Work order: While reading through the material below, copy each line that holds the word "const".

Records to use:

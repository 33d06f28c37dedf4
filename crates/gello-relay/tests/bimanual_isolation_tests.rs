//! 双臂隔离测试
//!
//! 验证双臂模式下：
//! 1. 两个服务各自应答自己的设备，交错请求没有串线
//! 2. 一侧设备故障或线程 panic 不影响另一侧

mod common;

use common::{expected_joints, raw_pose, six_dof_record, test_config};
use crossbeam_channel::Receiver;
use gello_driver::mock::SimulatedConnector;
use gello_driver::{CalibrationStore, CalibrationStoreConfig, DriverError};
use gello_relay::{
    Agent, ArmEndpoint, ArmOutcome, ArmSide, ClientError, Mode, RelayClient, ServerError,
    Supervisor, SupervisorEvent,
};
use std::collections::HashMap;
use std::net::SocketAddr;
use std::thread;
use std::time::Duration;
use tempfile::TempDir;

const CLIENT_TIMEOUT: Duration = Duration::from_secs(2);
const LEFT_JOINTS: [f64; 6] = [0.1, 0.2, 0.3, 0.4, 0.5, 0.6];
const RIGHT_JOINTS: [f64; 6] = [-1.1, -1.2, -1.3, -1.4, -1.5, -1.6];

fn bimanual_mode() -> Mode {
    Mode::Bimanual {
        left: ArmEndpoint::new("left-leader", 0),
        right: ArmEndpoint::new("right-leader", 0),
    }
}

fn connector() -> SimulatedConnector {
    SimulatedConnector::new()
        .with_pose("left-leader", raw_pose(LEFT_JOINTS, 200.0))
        .with_pose("right-leader", raw_pose(RIGHT_JOINTS, 179.0))
}

/// 等待两侧的 Bound 事件
fn wait_bound(events: &Receiver<SupervisorEvent>) -> HashMap<ArmSide, SocketAddr> {
    let mut addrs = HashMap::new();
    while addrs.len() < 2 {
        match events.recv_timeout(Duration::from_secs(5)).unwrap() {
            SupervisorEvent::Bound { arm, addr } => {
                addrs.insert(arm, addr);
            },
            other => panic!("Unexpected event before both arms bound: {:?}", other),
        }
    }
    addrs
}

fn assert_joints(actual: &[f64], expected: [f64; 6]) {
    assert_eq!(actual.len(), 6);
    for (a, e) in actual.iter().zip(expected_joints(expected)) {
        assert!((a - e).abs() < 1e-9, "got {:?}, expected {:?}", actual, expected);
    }
}

#[test]
fn test_interleaved_requests_no_cross_talk() {
    let dir = TempDir::new().unwrap();
    let store = CalibrationStore::new(CalibrationStoreConfig::new(dir.path()));
    let connector = connector();
    let factory = |_: ArmSide, endpoint: &ArmEndpoint| -> Result<Agent, DriverError> {
        Agent::connect(&endpoint.identifier, Some(six_dof_record()), &store, &connector, None)
    };

    let supervisor = Supervisor::new(bimanual_mode(), test_config()).unwrap();
    let events = supervisor.events();
    let stops = supervisor.stop_handles();

    thread::scope(|scope| {
        let runner = scope.spawn(move || supervisor.run(&factory));
        let addrs = wait_bound(&events);
        assert_ne!(addrs[&ArmSide::Left], addrs[&ArmSide::Right]);

        let mut left = RelayClient::connect(addrs[&ArmSide::Left], CLIENT_TIMEOUT).unwrap();
        let mut right = RelayClient::connect(addrs[&ArmSide::Right], CLIENT_TIMEOUT).unwrap();

        for i in 0..120 {
            if i % 2 == 0 {
                assert_joints(&left.get_joint_state().unwrap().joint_pos, LEFT_JOINTS);
                assert!((right.get_gripper_state().unwrap() - 0.5).abs() < 1e-9);
            } else {
                assert_joints(&right.get_joint_state().unwrap().joint_pos, RIGHT_JOINTS);
                assert!(left.get_gripper_state().unwrap().abs() < 1e-9);
            }
        }

        for (_, stop) in &stops {
            stop.stop();
        }
        let report = runner.join().unwrap().unwrap();
        assert!(report.all_stopped());
    });
}

#[test]
fn test_concurrent_clients_on_both_arms() {
    let dir = TempDir::new().unwrap();
    let store = CalibrationStore::new(CalibrationStoreConfig::new(dir.path()));
    let connector = connector();
    let factory = |_: ArmSide, endpoint: &ArmEndpoint| -> Result<Agent, DriverError> {
        Agent::connect(&endpoint.identifier, Some(six_dof_record()), &store, &connector, None)
    };

    let supervisor = Supervisor::new(bimanual_mode(), test_config()).unwrap();
    let events = supervisor.events();
    let stops = supervisor.stop_handles();

    thread::scope(|scope| {
        let runner = scope.spawn(move || supervisor.run(&factory));
        let addrs = wait_bound(&events);

        let clients: Vec<_> = [
            (addrs[&ArmSide::Left], LEFT_JOINTS),
            (addrs[&ArmSide::Right], RIGHT_JOINTS),
        ]
        .into_iter()
        .map(|(addr, expected)| {
            scope.spawn(move || {
                let mut client = RelayClient::connect(addr, CLIENT_TIMEOUT).unwrap();
                for _ in 0..100 {
                    assert_joints(&client.get_joint_state().unwrap().joint_pos, expected);
                }
            })
        })
        .collect();

        for client in clients {
            client.join().unwrap();
        }

        for (_, stop) in &stops {
            stop.stop();
        }
        assert!(runner.join().unwrap().unwrap().all_stopped());
    });
}

#[test]
fn test_device_fault_isolated_to_one_arm() {
    let dir = TempDir::new().unwrap();
    let store = CalibrationStore::new(CalibrationStoreConfig::new(dir.path()));
    let connector = connector();
    let factory = |_: ArmSide, endpoint: &ArmEndpoint| -> Result<Agent, DriverError> {
        Agent::connect(&endpoint.identifier, Some(six_dof_record()), &store, &connector, None)
    };

    let supervisor = Supervisor::new(bimanual_mode(), test_config()).unwrap();
    let events = supervisor.events();
    let stops = supervisor.stop_handles();

    thread::scope(|scope| {
        let runner = scope.spawn(move || supervisor.run(&factory));
        let addrs = wait_bound(&events);

        let mut left = RelayClient::connect(addrs[&ArmSide::Left], CLIENT_TIMEOUT).unwrap();
        let mut right = RelayClient::connect(addrs[&ArmSide::Right], CLIENT_TIMEOUT).unwrap();
        left.get_joint_state().unwrap();

        connector.handle("left-leader").unwrap().fail_reads(true);
        assert!(matches!(left.get_joint_state(), Err(ClientError::Server(_))));

        match events.recv_timeout(Duration::from_secs(5)).unwrap() {
            SupervisorEvent::Failed { arm, .. } => assert_eq!(arm, ArmSide::Left),
            other => panic!("Expected left failure, got {:?}", other),
        }

        // 右臂继续服务
        for _ in 0..20 {
            assert_joints(&right.get_joint_state().unwrap().joint_pos, RIGHT_JOINTS);
        }

        for (_, stop) in &stops {
            stop.stop();
        }
        let report = runner.join().unwrap().unwrap();
        assert!(matches!(
            report.outcome(ArmSide::Left),
            Some(ArmOutcome::Failed(ServerError::Driver(_)))
        ));
        assert!(matches!(report.outcome(ArmSide::Right), Some(ArmOutcome::Stopped)));
    });
}

#[test]
fn test_panicking_arm_does_not_stop_the_other() {
    let dir = TempDir::new().unwrap();
    let store = CalibrationStore::new(CalibrationStoreConfig::new(dir.path()));
    let connector = connector();
    let factory = |side: ArmSide, endpoint: &ArmEndpoint| -> Result<Agent, DriverError> {
        if side == ArmSide::Right {
            panic!("right arm factory blew up");
        }
        Agent::connect(&endpoint.identifier, Some(six_dof_record()), &store, &connector, None)
    };

    let supervisor = Supervisor::new(bimanual_mode(), test_config()).unwrap();
    let events = supervisor.events();
    let stops = supervisor.stop_handles();

    thread::scope(|scope| {
        let runner = scope.spawn(move || supervisor.run(&factory));

        let addr = match events.recv_timeout(Duration::from_secs(5)).unwrap() {
            SupervisorEvent::Bound { arm, addr } => {
                assert_eq!(arm, ArmSide::Left);
                addr
            },
            other => panic!("Expected left bound, got {:?}", other),
        };

        let mut left = RelayClient::connect(addr, CLIENT_TIMEOUT).unwrap();
        for _ in 0..10 {
            assert_joints(&left.get_joint_state().unwrap().joint_pos, LEFT_JOINTS);
        }

        for (_, stop) in &stops {
            stop.stop();
        }
        let report = runner.join().unwrap().unwrap();
        assert!(matches!(report.outcome(ArmSide::Left), Some(ArmOutcome::Stopped)));
        assert!(matches!(report.outcome(ArmSide::Right), Some(ArmOutcome::Panicked)));
    });
}

#[test]
fn test_unimanual_runs_on_calling_thread() {
    let dir = TempDir::new().unwrap();
    let store = CalibrationStore::new(CalibrationStoreConfig::new(dir.path()));
    let connector = connector();
    let factory = |_: ArmSide, endpoint: &ArmEndpoint| -> Result<Agent, DriverError> {
        Agent::connect(&endpoint.identifier, Some(six_dof_record()), &store, &connector, None)
    };

    let supervisor = Supervisor::new(
        Mode::Unimanual(ArmEndpoint::new("left-leader", 0)),
        test_config(),
    )
    .unwrap();
    let events = supervisor.events();
    let stops = supervisor.stop_handles();
    assert_eq!(stops.len(), 1);

    thread::scope(|scope| {
        scope.spawn(|| {
            let addr = match events.recv_timeout(Duration::from_secs(5)).unwrap() {
                SupervisorEvent::Bound { arm, addr } => {
                    assert_eq!(arm, ArmSide::Single);
                    addr
                },
                other => panic!("Expected bound, got {:?}", other),
            };
            let mut client = RelayClient::connect(addr, CLIENT_TIMEOUT).unwrap();
            assert_joints(&client.get_joint_state().unwrap().joint_pos, LEFT_JOINTS);
            stops[0].1.stop();
        });

        let report = supervisor.run(&factory).unwrap();
        assert!(report.all_stopped());
    });
}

Exercise result:
const CLIENT_TIMEOUT: Duration = Duration::from_secs(2);
const LEFT_JOINTS: [f64; 6] = [0.1, 0.2, 0.3, 0.4, 0.5, 0.6];
const RIGHT_JOINTS: [f64; 6] = [-1.1, -1.2, -1.3, -1.4, -1.5, -1.6];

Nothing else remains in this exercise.